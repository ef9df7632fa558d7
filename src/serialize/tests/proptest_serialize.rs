use base64::Engine;
use proptest::prelude::*;

use crate::{
    export,
    serialize::{
        Taggable, json, key::to_snake_case, markup,
        value::{TagField, TagValue},
    },
};

/// Pool of declared field names (TagField names are `&'static str`).
const FIELD_NAMES: &[&str] = &[
    "productId",
    "name",
    "URLPath",
    "priceCurrencyCode",
    "brand",
    "description",
    "gtin",
    "condition",
];

#[derive(Debug, Clone)]
struct Fixture {
    fields: Vec<(&'static str, String)>,
    reversed: bool,
}

impl Taggable for Fixture {
    fn tag_fields(&self) -> Vec<TagField<'_>> {
        let mut fields: Vec<TagField<'_>> = self
            .fields
            .iter()
            .map(|(name, value)| TagField::new(name, Some(TagValue::from(value.as_str()))))
            .collect();
        if self.reversed {
            fields.reverse();
        }
        fields
    }
}

fn fixture_strategy() -> impl Strategy<Value = Fixture> {
    (
        proptest::sample::subsequence(FIELD_NAMES.to_vec(), 0..FIELD_NAMES.len()),
        proptest::collection::vec("[a-zA-Z0-9 ]{1,20}", FIELD_NAMES.len()),
    )
        .prop_map(|(names, values)| Fixture {
            fields: names.into_iter().zip(values).collect(),
            reversed: false,
        })
}

proptest! {
    #![proptest_config(ProptestConfig::with_cases(100))]

    #[test]
    fn test_snake_case_output_shape(identifier in "[A-Za-z][A-Za-z0-9]{0,20}") {
        let converted = to_snake_case(&identifier);

        prop_assert!(
            converted.chars().all(|c| c.is_ascii_lowercase() || c.is_ascii_digit() || c == '_'),
            "unexpected character in {converted}"
        );
        // Conversion is a fixpoint: converting again changes nothing.
        prop_assert_eq!(to_snake_case(&converted), converted.clone());
    }

    #[test]
    fn test_field_order_never_changes_json(fixture in fixture_strategy()) {
        let reversed = Fixture { reversed: true, ..fixture.clone() };

        prop_assert_eq!(
            json::serialize(&fixture).unwrap(),
            json::serialize(&reversed).unwrap()
        );
    }

    #[test]
    fn test_export_round_trip(
        secret_bytes in proptest::collection::vec(any::<u8>(), 1..64),
        fixtures in proptest::collection::vec(fixture_strategy(), 0..4),
    ) {
        let secret = base64::engine::general_purpose::STANDARD.encode(&secret_bytes);
        let items: Vec<&dyn Taggable> = fixtures.iter().map(|f| f as &dyn Taggable).collect();

        let envelope = export::export(&secret, items.iter().copied()).unwrap();
        let plaintext = export::decrypt(&secret, &envelope).unwrap();

        prop_assert_eq!(plaintext, json::serialize_collection(items).unwrap());
    }

    #[test]
    fn test_entity_encoding_removes_angle_brackets(text in ".{0,64}") {
        let encoded = markup::encode_entities(&TagValue::from(text.as_str())).unwrap();
        let TagValue::Str(s) = encoded else { panic!("expected string") };

        prop_assert!(!s.contains('<'));
        prop_assert!(!s.contains('>'));
        prop_assert!(!s.contains('"'));
    }

    #[test]
    fn test_markup_and_json_agree_on_presence(fixture in fixture_strategy()) {
        let json = json::serialize(&fixture).unwrap();
        let html = markup::render(&fixture, "fixture").unwrap();

        for (name, value) in &fixture.fields {
            let key = to_snake_case(name);
            let in_json = json.contains(&format!("\"{key}\""));
            let in_html = html.contains(&format!("class=\"{key}\""));
            prop_assert_eq!(in_json, in_html, "presence differs for {}", key);
            // Values are non-empty in this strategy, so both must show them.
            prop_assert!(in_json, "field {} with value {:?} missing", key, value);
        }
    }
}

==*==

* [Task goal]: Using the records above, set down exactly the lines from the one with "use base64::Engine;" through the one with "const FIELD_NAMES: &[&str]", inclusive, and nothing more.

* [Output below]:
use base64::Engine;
use proptest::prelude::*;

use crate::{
    export,
    serialize::{
        Taggable, json, key::to_snake_case, markup,
        value::{TagField, TagValue},
    },
};

/// Pool of declared field names (TagField names are `&'static str`).
const FIELD_NAMES: &[&str] = &[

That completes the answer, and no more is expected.